Like CrossFit in the D, Beal warned his members of the possible exposure, encouraged them to get tests, traced to the best of his ability, and deep-cleaned the gym. He says that because they were already “doing everything right,” according to a call with the Maine Center for Disease Control (CDC), they could keep running business as usual, without a shutdown.
Worth noting: To other gym owners, Finlay says his experience should act as a “cautionary tale.”
- “We shut our gym down, on our own, without being told to do it,” he explains. “We sent all this information to the board of health, and weeks later, after everyone was quarantined, they came and shut us down.”
Beal felt similar frustrations with the CDC.
- “I had a 20-minute phone conversation with them, and a couple hours later they were on the news saying we had an outbreak at our facility,” he continues. “I was like, the only reason you know about this is because these are people in our community, but we don’t know where they got it.”
Beal went on to say that the experience was “a little discouraging.” His gym “outbreak,” which can be traced to one individual who brought it to the gym from a hunting trip, came after a big spike in Maine numbers. Beal says when people saw it on the news, they “started freaking out about it.”
- “The situation left a lot of responsibility on this facility, trying to figure out best practices because there really wasn’t a set pathway,” Beal says.
He felt his situation to be unfair from a small-business standpoint:
- “We have the ability to contact trace because of our small, intimate class size. It allows us to create a safer environment for our members, because they know exactly what’s going on,” he says. “But also, it puts us at a little more exposure, because it’s not expected of a larger facility to do that.”
- “I was glad I had the information to inform my members, but they had to announce that there was an outbreak in our facility,” he continues.
Membership: Both gyms were transparent regarding the outbreak, which Beal says only hurt his ability to retain new members.
- “It was one of those things where it was super scary at first to figure out how you want to deal with it, it’s like ‘Oh shit, how is everyone going to react,’ but then you’re understanding that your members health is priority number one,” he says.

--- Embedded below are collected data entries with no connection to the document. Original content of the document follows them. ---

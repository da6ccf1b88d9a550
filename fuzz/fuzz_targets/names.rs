#![no_main]

use dotnames::{
    core::ToCoReName,
    names::{codec, LambdaName, MethodName, ParameterName, PropertyName, TypeName},
};
use libfuzzer_sys::fuzz_target;

fuzz_target!(|data: &[u8]| {
    let Ok(input) = std::str::from_utf8(data) else {
        return;
    };

    let ty = TypeName::new(input);
    let _ = ty.name();
    let _ = ty.namespace();
    let _ = ty.declaring_type();
    let _ = ty.type_parameters();
    let _ = ty.array_base_type();
    let _ = ty.without_type_arguments();
    let _ = ty.to_core_name();

    let method = MethodName::new(input);
    let _ = method.return_type();
    let _ = method.declaring_type();
    let _ = method.parameters();
    let _ = method.type_parameters();
    let _ = method.is_extension_method();
    let _ = method.without_type_arguments();
    let _ = method.to_core_name();

    let property = PropertyName::new(input);
    let _ = property.name();
    let _ = property.parameters();

    let parameter = ParameterName::new(input);
    let _ = parameter.value_type();
    let _ = parameter.is_passed_by_reference();

    let _ = LambdaName::new(input).parameters();
    let _ = codec::deserialize(input);
});
//! Field names.
//!
//! ```text
//! [static " "] "[" field-type "] [" declaring-type "]." name
//! ```

use crate::names::{
    members::shape::{is_plain_member_name, name_section, MemberShape},
    NameKind,
};

name_value! {
    /// The name of a field.
    FieldName, NameKind::Field, "[?] [?].???", is_field_identifier
}

member_accessors!(FieldName);

pub(crate) fn is_field_identifier(identifier: &str) -> bool {
    MemberShape::parse(identifier)
        .is_some_and(|shape| is_plain_member_name(shape.name_section(identifier)))
}

impl FieldName {
    /// The field name, e.g. `_count`.
    #[must_use]
    pub fn name(&self) -> &str {
        name_section(self.identifier())
    }

    /// Same as [`FieldName::name`]; fields carry no generic or parameter segment.
    #[must_use]
    pub fn full_name(&self) -> &str {
        self.name()
    }
}
/// Inclusive bracket positions of the last array marker of a type-parameter short name.
fn last_short_marker(short_name: &str) -> Option<(usize, usize)> {
    let close = short_name.len().checked_sub(1)?;
    if !short_name.ends_with(']') {
        return None;
    }
    find_corresponding_open_bracket(short_name, close).map(|open| (open, close))
}

/// Rank of the last array marker of a type-parameter short name, `0` without markers.
fn marker_rank(short_name: &str) -> usize {
    last_short_marker(short_name).map_or(0, |(open, close)| close - open)
}

/// Splits a type-parameter identifier into its short name and optional bound.
///
/// Returns `None` if `s` is not a type parameter.
fn split_type_parameter(s: &str) -> Option<(&str, Option<&str>)> {
    let (short, bound) = match s.find(TYPE_PARAMETER_SEPARATOR) {
        Some(separator) => (
            &s[..separator],
            Some(&s[separator + TYPE_PARAMETER_SEPARATOR.len()..]),
        ),
        None => (s, None),
    };
    is_type_parameter_short_name(short).then_some((short, bound))
}

fn is_type_parameter_short_name(short: &str) -> bool {
    let (ident, marker) = short.split_at(short.find('[').unwrap_or(short.len()));
    let mut chars = ident.chars();
    let leading = chars
        .next()
        .is_some_and(|c| c.is_ascii_alphabetic() || c == '_');
    leading
        && chars.all(|c| c.is_ascii_alphanumeric() || c == '_')
        && (marker.is_empty() || is_marker_sequence(marker))
}

fn is_raw_name(raw: &str) -> bool {
    !raw.is_empty() && !raw.contains(|c: char| c.is_whitespace() || c == ':' || c == '?')
}

fn tick_count(raw: &str) -> usize {
    raw.split('`')
        .skip(1)
        .map(|after| {
            let digits = after.bytes().take_while(u8::is_ascii_digit).count();
            after[..digits].parse::<usize>().unwrap_or(0)
        })
        .sum()
}

pub(crate) fn is_type_identifier(identifier: &str) -> bool {
    is_type_at_depth(identifier, 0)
}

- “Most people were just happy we let them know, and we encouraged them all to talk to their primary care provider and see what recommendation was,” Beal continues.
Finlay echoes this sentiment, adding that he’s spent “thousands of dollars” to make sure that his members are getting the cleanest, safest environment possible.
- “I couldn’t even tell you how many thousands of dollars we’ve spent to try to keep things clean: buying equipment to clean things, buying masks, heating the place while the garage doors are open. The people who are coming, they’re getting a clean environment [and] a ventilated environment,” he says.
The bottom line: Finlay and Beal were both following their respective state guidelines for high-intensity workouts – distancing, masks when appropriate, and so on – when members at their gyms tested positive. Both owners handled the situation responsibly and are back in the gym.
- “Now, people understand that it really can be coming from anywhere, it’s not as much ‘Oh I got it at this place,’” Beal says, noting that even though his facility has been blamed for the outbreak, community spread was high in his area at the time. “We’re definitely seeing our leads pick up and people wanting to come in.”